Songs about 'The Weather': Oklahoma musician Joe Baxter releases new album

Brandy McDonnell
Joe Baxter [Photo by Tom Dunning]

Joe Baxter jokes that Oklahoma songwriters can't help penning tunes about the weather, especially as they get older.

“I guess the weather plays such a huge part in our daily lives in a place like Oklahoma 'cause we have extremes that other people don't have,” he said. “Songwriters are always looking for some sort of inspiration, and nothing will inspire you like a 15-degree November day. ... It'll get your attention, the same with one of those July or August days where it's so hot you can't breathe.”

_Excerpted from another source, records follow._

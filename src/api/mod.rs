//! HTTP API for the quickcap server

use axum::{
    Json, Router,
    extract::{FromRequest, FromRequestParts, OptionalFromRequest, Query, Request, State},
    http::{HeaderValue, StatusCode, header, request::Parts},
    middleware::{self, Next},
    response::{IntoResponse, Response},
    routing::get,
};
use serde::de::DeserializeOwned;
use std::convert::Infallible;
use std::sync::Arc;
use tower_http::cors::{Any, CorsLayer};
use tower_http::trace::TraceLayer;

use crate::config::Config;
use crate::db::{Database, Owner};
use crate::error::AppError;
use crate::models::now_timestamp;

mod admin;
mod fragmented;
mod pomodoro;
mod progress;
mod records;
mod reminders;
mod report;
mod resources;
mod thinking;

/// Application state shared across handlers
pub struct AppState {
    pub db: Database,
    pub config: Config,
}

impl AppState {
    pub fn new(db: Database, config: Config) -> Arc<Self> {
        Arc::new(Self { db, config })
    }
}

/// Create the API router
pub fn create_router(state: Arc<AppState>) -> Router {
    let cors = cors_layer(&state.config.server.allowed_origins);

    Router::new()
        .route("/health", get(health))
        .merge(records::routes())
        .merge(resources::routes())
        .merge(reminders::routes())
        .merge(pomodoro::routes())
        .merge(report::routes())
        .merge(progress::routes())
        .merge(thinking::routes())
        .merge(fragmented::routes())
        .merge(admin::routes())
        .layer(middleware::from_fn_with_state(
            state.clone(),
            auth_middleware,
        ))
        .layer(TraceLayer::new_for_http())
        .layer(cors)
        .with_state(state)
}

fn cors_layer(allowed_origins: &[String]) -> CorsLayer {
    let cors = CorsLayer::new()
        .allow_methods(Any)
        .allow_headers([header::AUTHORIZATION, header::CONTENT_TYPE]);

    let origins: Vec<HeaderValue> = allowed_origins
        .iter()
        .filter_map(|origin| match origin.parse() {
            Ok(value) => Some(value),
            Err(_) => {
                tracing::warn!(%origin, "Ignoring invalid CORS origin");
                None
            }
        })
        .collect();

    if origins.is_empty() {
        cors.allow_origin(Any)
    } else {
        cors.allow_origin(origins)
    }
}

/// Health check endpoint (no auth required)
async fn health() -> impl IntoResponse {
    Json(serde_json::json!({
        "status": "ok",
        "service": "quickcap",
        "version": env!("CARGO_PKG_VERSION")
    }))
}

/// Identity behind a valid bearer token
#[derive(Debug, Clone, Copy, PartialEq, Eq)]
pub struct Principal {
    pub user_id: i64,
    pub admin: bool,
}

/// Auth middleware - resolves an optional Bearer token to a [`Principal`].
///
/// Requests without an Authorization header pass through as guests; the
/// extractors below decide whether a route needs more.
async fn auth_middleware(
    State(state): State<Arc<AppState>>,
    mut request: Request,
    next: Next,
) -> Response {
    // Skip auth for health check
    if request.uri().path() == "/health" {
        return next.run(request).await;
    }

    let Some(value) = request.headers().get(header::AUTHORIZATION) else {
        return next.run(request).await;
    };

    let token = match value.to_str().ok().and_then(|h| h.strip_prefix("Bearer ")) {
        Some(token) if !token.is_empty() => token,
        _ => {
            return AppError::Unauthorized("Malformed Authorization header".to_string())
                .into_response();
        }
    };

    let Some(entry) = state.config.authenticate(token) else {
        tracing::warn!(path = %request.uri().path(), "Rejected unknown API token");
        return AppError::Unauthorized("Invalid API token".to_string()).into_response();
    };

    request.extensions_mut().insert(Principal {
        user_id: entry.user_id,
        admin: entry.admin,
    });
    next.run(request).await
}

/// Caller that presented a valid token
#[derive(Debug, Clone, Copy)]
pub struct AuthUser(pub Principal);

impl<S: Send + Sync> FromRequestParts<S> for AuthUser {
    type Rejection = AppError;

    async fn from_request_parts(parts: &mut Parts, _state: &S) -> Result<Self, Self::Rejection> {
        parts
            .extensions
            .get::<Principal>()
            .copied()
            .map(AuthUser)
            .ok_or_else(|| AppError::Unauthorized("Authentication required".to_string()))
    }
}

/// Guest or authenticated caller
#[derive(Debug, Clone, Copy)]
pub struct MaybeUser(pub Option<Principal>);

impl MaybeUser {
    pub fn owner(self) -> Owner {
        match self.0 {
            Some(principal) => Owner::User(principal.user_id),
            None => Owner::Guest,
        }
    }
}

impl<S: Send + Sync> FromRequestParts<S> for MaybeUser {
    type Rejection = Infallible;

    async fn from_request_parts(parts: &mut Parts, _state: &S) -> Result<Self, Self::Rejection> {
        Ok(MaybeUser(parts.extensions.get::<Principal>().copied()))
    }
}

/// Authenticated caller whose token carries the admin flag
#[derive(Debug, Clone, Copy)]
pub struct AdminUser(pub Principal);

impl<S: Send + Sync> FromRequestParts<S> for AdminUser {
    type Rejection = AppError;

    async fn from_request_parts(parts: &mut Parts, state: &S) -> Result<Self, Self::Rejection> {
        let AuthUser(principal) = AuthUser::from_request_parts(parts, state).await?;
        if principal.admin {
            Ok(AdminUser(principal))
        } else {
            Err(AppError::Forbidden)
        }
    }
}

/// JSON body whose rejections use the API error format
pub struct ApiJson<T>(pub T);

impl<S, T> FromRequest<S> for ApiJson<T>
where
    S: Send + Sync,
    T: DeserializeOwned,
{
    type Rejection = AppError;

    async fn from_request(req: Request, state: &S) -> Result<Self, Self::Rejection> {
        let Json(value) = <Json<T> as FromRequest<S>>::from_request(req, state)
            .await
            .map_err(|rejection| AppError::Validation(rejection.body_text()))?;
        Ok(ApiJson(value))
    }
}

/// Optional JSON body: absent without a Content-Type, validated otherwise
impl<S, T> OptionalFromRequest<S> for ApiJson<T>
where
    S: Send + Sync,
    T: DeserializeOwned,
{
    type Rejection = AppError;

    async fn from_request(req: Request, state: &S) -> Result<Option<Self>, Self::Rejection> {
        if !req.headers().contains_key(header::CONTENT_TYPE) {
            return Ok(None);
        }
        <Self as FromRequest<S>>::from_request(req, state)
            .await
            .map(Some)
    }
}

/// Query string whose rejections use the API error format
pub struct ApiQuery<T>(pub T);

impl<S, T> FromRequestParts<S> for ApiQuery<T>
where
    S: Send + Sync,
    T: DeserializeOwned,
{
    type Rejection = AppError;

    async fn from_request_parts(parts: &mut Parts, state: &S) -> Result<Self, Self::Rejection> {
        let Query(value) = Query::<T>::from_request_parts(parts, state)
            .await
            .map_err(|rejection| AppError::Validation(rejection.body_text()))?;
        Ok(ApiQuery(value))
    }
}

impl AppError {
    fn status(&self) -> StatusCode {
        match self {
            AppError::Validation(_) | AppError::InvalidTransition { .. } => StatusCode::BAD_REQUEST,
            AppError::Unauthorized(_) => StatusCode::UNAUTHORIZED,
            AppError::Forbidden => StatusCode::FORBIDDEN,
            AppError::NotFound(_) => StatusCode::NOT_FOUND,
            AppError::Conflict(_) => StatusCode::CONFLICT,
            AppError::Database(_) | AppError::Internal(_) => StatusCode::INTERNAL_SERVER_ERROR,
        }
    }
}

impl IntoResponse for AppError {
    fn into_response(self) -> Response {
        let message = if self.is_server_error() {
            tracing::error!(error = %self, "API error");
            "Internal server error".to_string()
        } else {
            tracing::debug!(error = %self, code = self.code(), "Request rejected");
            self.to_string()
        };

        (
            self.status(),
            Json(serde_json::json!({
                "success": false,
                "error_code": self.code(),
                "error": message,
                "timestamp": now_timestamp(),
            })),
        )
            .into_response()
    }
}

The Midwest City singer-songwriter's new album is called “The Weather,” and he's forecasting an album release show Friday night at Oklahoma City's Blue Door. He's also scheduled a Saturday morning session at Arcadia's Round Barn, where he's been coordinating the musical offerings for eight years, as well as a Saturday night release show at The Branch cocktail lounge and grill in Tahlequah.

Weather permitting, naturally.

“Our pioneer ancestors, they lived and died by the weather. My great-grandparents homesteaded, and then my grandma and grandpa bought their place from a Cheyenne-Arapaho chief named Little Bear out west of Okarche. They stuck it out during the Depression, during the Dust Bowl. So, the weather is in my genes,” Baxter said.

Lifelong love

The fourth-generation Oklahoman, 61, is a self-described "Air Force brat" who has lived in the Sooner State since 1966, when his family moved back to Oklahoma. One of eight siblings, he said he was raised in a musical home.

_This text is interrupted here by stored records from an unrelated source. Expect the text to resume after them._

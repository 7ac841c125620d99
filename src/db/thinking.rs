//! Structured-thinking session storage

use chrono::{DateTime, Duration, Utc};
use rusqlite::{Connection, OptionalExtension, Row, params};

use super::Database;
use crate::error::{AppError, Result};
use crate::models::{
    MAX_TITLE_LEN, NewThinkingRecord, TemplateUsage, ThinkingRecord, ThinkingStats,
    format_timestamp, now_timestamp, round1,
};

const THINKING_SELECT: &str = "SELECT id, user_id, template_id, template_name, title, questions, \
     answers, is_completed, total_time_spent, tags, summary, insights, created_at, updated_at \
     FROM thinking_records";

fn thinking_from_row(row: &Row<'_>) -> rusqlite::Result<ThinkingRecord> {
    let questions: String = row.get(5)?;
    let answers: String = row.get(6)?;
    let tags: String = row.get(9)?;

    Ok(ThinkingRecord {
        id: row.get(0)?,
        user_id: row.get(1)?,
        template_id: row.get(2)?,
        template_name: row.get(3)?,
        title: row.get(4)?,
        questions: serde_json::from_str(&questions).unwrap_or_default(),
        answers: serde_json::from_str(&answers).unwrap_or_default(),
        is_completed: row.get(7)?,
        total_time_spent: row.get(8)?,
        tags: tags
            .split(',')
            .filter(|t| !t.is_empty())
            .map(str::to_string)
            .collect(),
        summary: row.get(10)?,
        insights: row.get(11)?,
        created_at: row.get(12)?,
        updated_at: row.get(13)?,
    })
}

fn find(conn: &Connection, user_id: i64, id: i64) -> Result<ThinkingRecord> {
    conn.query_row(
        &format!("{THINKING_SELECT} WHERE id = ?1 AND user_id = ?2"),
        params![id, user_id],
        thinking_from_row,
    )
    .optional()?
    .ok_or(AppError::NotFound("thinking record"))
}

fn to_json<T: serde::Serialize>(value: &T) -> Result<String> {
    serde_json::to_string(value).map_err(|e| AppError::Internal(e.into()))
}

impl Database {
    /// Start a thinking session from a question template
    pub fn create_thinking_record(
        &self,
        user_id: i64,
        new: &NewThinkingRecord,
    ) -> Result<ThinkingRecord> {
        let template_id = new.template_id.trim();
        let template_name = new.template_name.trim();
        if template_id.is_empty() || template_name.is_empty() {
            return Err(AppError::validation(
                "template_id and template_name are required",
            ));
        }
        if new.questions.is_empty() {
            return Err(AppError::validation("questions must not be empty"));
        }

        let now = Utc::now();
        let title = match new.title.as_deref().map(str::trim) {
            Some(title) if !title.is_empty() => title.to_string(),
            _ => format!("{template_name} - {}", now.format("%Y-%m-%d %H:%M")),
        };
        if title.chars().count() > MAX_TITLE_LEN {
            return Err(AppError::validation(format!(
                "title must not exceed {MAX_TITLE_LEN} characters"
            )));
        }
        let tags: Vec<&str> = new
            .tags
            .iter()
            .map(|t| t.trim())
            .filter(|t| !t.is_empty() && !t.contains(','))
            .collect();
        let now = format_timestamp(now);

        let conn = self.conn();
        conn.execute(
            r#"INSERT INTO thinking_records (user_id, template_id, template_name, title,
               questions, answers, tags, created_at, updated_at)
               VALUES (?1, ?2, ?3, ?4, ?5, '{}', ?6, ?7, ?7)"#,
            params![
                user_id,
                template_id,
                template_name,
                title,
                to_json(&new.questions)?,
                tags.join(","),
                &now,
            ],
        )?;
        let id = conn.last_insert_rowid();
        tracing::info!(user_id, id, template_id, "Thinking record created");

        find(&conn, user_id, id)
    }

    /// Most recently updated first. Returns the page and the total count.
    pub fn list_thinking_records(
        &self,
        user_id: i64,
        limit: u32,
        offset: u32,
        template_id: Option<&str>,
    ) -> Result<(Vec<ThinkingRecord>, i64)> {
        let conn = self.conn();
        let template_id = template_id.filter(|t| !t.is_empty());

        let total: i64 = conn.query_row(
            "SELECT COUNT(*) FROM thinking_records WHERE user_id = ?1
             AND (?2 IS NULL OR template_id = ?2)",
            params![user_id, template_id],
            |row| row.get(0),
        )?;

        let mut stmt = conn.prepare(&format!(
            "{THINKING_SELECT} WHERE user_id = ?1 AND (?2 IS NULL OR template_id = ?2)
             ORDER BY updated_at DESC, id DESC LIMIT ?3 OFFSET ?4"
        ))?;
        let records = stmt
            .query_map(
                params![user_id, template_id, limit, offset],
                thinking_from_row,
            )?
            .collect::<rusqlite::Result<Vec<_>>>()?;

        Ok((records, total))
    }

    pub fn get_thinking_record(&self, user_id: i64, id: i64) -> Result<ThinkingRecord> {
        find(&self.conn(), user_id, id)
    }

    /// Store the answer to one question. The session completes once every
    /// question has a non-blank answer.
    pub fn update_thinking_answer(
        &self,
        user_id: i64,
        id: i64,
        question_index: usize,
        answer: &str,
    ) -> Result<ThinkingRecord> {
        let conn = self.conn();
        let mut record = find(&conn, user_id, id)?;
        if question_index >= record.questions.len() {
            return Err(AppError::validation(format!(
                "question_index must be below {}",
                record.questions.len()
            )));
        }

        record
            .answers
            .insert(question_index.to_string(), answer.to_string());
        if record.answered() == record.questions.len() {
            record.is_completed = true;
        }

        conn.execute(
            "UPDATE thinking_records SET answers = ?2, is_completed = ?3, updated_at = ?4
             WHERE id = ?1",
            params![
                id,
                to_json(&record.answers)?,
                record.is_completed,
                now_timestamp()
            ],
        )?;
        find(&conn, user_id, id)
    }

    pub fn update_thinking_summary(
        &self,
        user_id: i64,
        id: i64,
        summary: &str,
        insights: &str,
    ) -> Result<ThinkingRecord> {
        let conn = self.conn();
        let changed = conn.execute(
            "UPDATE thinking_records SET summary = ?3, insights = ?4, updated_at = ?5
             WHERE id = ?1 AND user_id = ?2",
            params![id, user_id, summary, insights, now_timestamp()],
        )?;
        if changed == 0 {
            return Err(AppError::NotFound("thinking record"));
        }
        find(&conn, user_id, id)
    }

    /// Mark a session finished, adding `time_spent` minutes when positive
    pub fn complete_thinking_record(
        &self,
        user_id: i64,
        id: i64,
        time_spent: i64,
    ) -> Result<ThinkingRecord> {
        let conn = self.conn();
        let changed = conn.execute(
            "UPDATE thinking_records
             SET is_completed = 1, total_time_spent = total_time_spent + ?3, updated_at = ?4
             WHERE id = ?1 AND user_id = ?2",
            params![id, user_id, time_spent.max(0), now_timestamp()],
        )?;
        if changed == 0 {
            return Err(AppError::NotFound("thinking record"));
        }
        find(&conn, user_id, id)
    }

    pub fn delete_thinking_record(&self, user_id: i64, id: i64) -> Result<()> {
        let changed = self.conn().execute(
            "DELETE FROM thinking_records WHERE id = ?1 AND user_id = ?2",
            params![id, user_id],
        )?;
        if changed == 0 {
            return Err(AppError::NotFound("thinking record"));
        }
        tracing::info!(user_id, id, "Thinking record deleted");
        Ok(())
    }

    /// Usage over all sessions; `recent_records` counts those created in the
    /// last `days` days.
    pub fn thinking_stats(
        &self,
        user_id: i64,
        days: u32,
        now: DateTime<Utc>,
    ) -> Result<ThinkingStats> {
        let since = format_timestamp(now - Duration::days(i64::from(days)));
        let conn = self.conn();

        let (total_records, completed_records, recent_records, total_time_spent): (
            i64,
            i64,
            i64,
            i64,
        ) = conn.query_row(
            r#"SELECT COUNT(*),
                      COALESCE(SUM(is_completed), 0),
                      COALESCE(SUM(created_at >= ?2), 0),
                      COALESCE(SUM(total_time_spent), 0)
               FROM thinking_records WHERE user_id = ?1"#,
            params![user_id, since],
            |row| Ok((row.get(0)?, row.get(1)?, row.get(2)?, row.get(3)?)),
        )?;

        let mut stmt = conn.prepare(
            "SELECT template_name, COUNT(*) FROM thinking_records WHERE user_id = ?1
             GROUP BY template_name ORDER BY COUNT(*) DESC, template_name",
        )?;
        let template_usage = stmt
            .query_map(params![user_id], |row| {
                Ok(TemplateUsage {
                    template_name: row.get(0)?,
                    count: row.get(1)?,
                })
            })?
            .collect::<rusqlite::Result<Vec<_>>>()?;

        Ok(ThinkingStats {
            total_records,
            completed_records,
            completion_rate: if total_records > 0 {
                round1(completed_records as f64 / total_records as f64 * 100.0)
            } else {
                0.0
            },
            recent_records,
            total_time_spent,
            average_time_per_record: if completed_records > 0 {
                round1(total_time_spent as f64 / completed_records as f64)
            } else {
                0.0
            },
            template_usage,
        })
    }
}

“I'm not that slick of player, I've never been a big lead guitar man. ... But I've always been a songwriter," said Baxter, who is retired after a long career at Tinker Air Force Base. "That's kind of kept me on an even keel over the years. I know it saved my soul when I was a youngster."

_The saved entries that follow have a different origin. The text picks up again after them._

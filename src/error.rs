//! Error taxonomy shared by the database layer and the HTTP API

use thiserror::Error;

/// Errors surfaced to API callers.
///
/// Each variant maps to one HTTP status and one stable `error_code`
/// (see [`AppError::code`]).
#[derive(Debug, Error)]
pub enum AppError {
    #[error("{0}")]
    Validation(String),

    #[error("{0}")]
    Unauthorized(String),

    #[error("admin privileges required")]
    Forbidden,

    #[error("{0} not found")]
    NotFound(&'static str),

    #[error("{0}")]
    Conflict(String),

    #[error("cannot {action} a task that is {from}")]
    InvalidTransition {
        action: &'static str,
        from: &'static str,
    },

    #[error("database error: {0}")]
    Database(#[from] rusqlite::Error),

    #[error(transparent)]
    Internal(#[from] anyhow::Error),
}

impl AppError {
    pub fn validation(msg: impl Into<String>) -> Self {
        Self::Validation(msg.into())
    }

    /// Stable machine-readable code
    pub fn code(&self) -> &'static str {
        match self {
            AppError::Validation(_) => "VALIDATION_ERROR",
            AppError::Unauthorized(_) => "AUTHENTICATION_ERROR",
            AppError::Forbidden => "AUTHORIZATION_ERROR",
            AppError::NotFound(_) => "NOT_FOUND",
            AppError::Conflict(_) => "CONFLICT",
            AppError::InvalidTransition { .. } => "INVALID_POMODORO_STATE",
            AppError::Database(_) => "DATABASE_ERROR",
            AppError::Internal(_) => "UNKNOWN_ERROR",
        }
    }

    pub fn is_server_error(&self) -> bool {
        matches!(self, AppError::Database(_) | AppError::Internal(_))
    }
}

pub type Result<T> = std::result::Result<T, AppError>;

He founded the rock band The Regular Joes in 1990, playing hundreds of shows across Oklahoma and recording five studio albums of original music. After 15 years, he said he got tired of being his own roadie and started penning more acoustic songs.

He was between recording projects in 2016 when his Regular Joes bandmate Randy Cottrell expressed an interest in producing an album for him. Baxter realized he had the perfect storm of songs.

“As a songwriter, your two go-tos are always love and the weather,” he said.

“Rain on a July Night” chronicles a woman's love life from tears of heartbreak to tears of joy, while “Face to Face” tells of an old sailor heading to balmy Biscayne Bay to track down an errant lover. The characters in his story-songs also seek a Dust Bowl breather of “Rain on the Wind,” rest with the “Cool Breeze in the Hills” and find themselves “Standing in the Snow.”

Musical ambassador

Along with Cottrell on lead guitars, piano and backing vocals, Baxter worked through “The Weather” with Anne Luna on bass and cello, T.Z. Wright on accordion, Dale Pressley on violin, Rachel Tucker on banjo and Nick Gedra on mandolin. Cottrell and Luna will accompany him at the Blue Door as "The Minimals," while Luna and Wright are slated to play with him at The Branch, as well as the Round Barn, where Baxter is a longtime volunteer.

Since 2010, he has hosted an open acoustic jam at the Route 66 landmark on the second Sunday afternoon of each month. More recently, he has organized Morning Music Sessions every Saturday in the gift shop, and he's hoping for mild weather in spring to launch an outdoor concert series. The musicians play for free, and admission is free.

“They're donating their time and their energy for the Round Barn, and it's a good cause. It's our history and heritage … and we're like ambassadors,” Baxter said. “I've met people from everywhere: every continent, every state in the union, you name it. ... They go back to Argentina or Canada or Iceland and they tell people, ‘Yeah, yeah, the Round Barn in Oklahoma, they had music and it was a good experience.' And we like that.”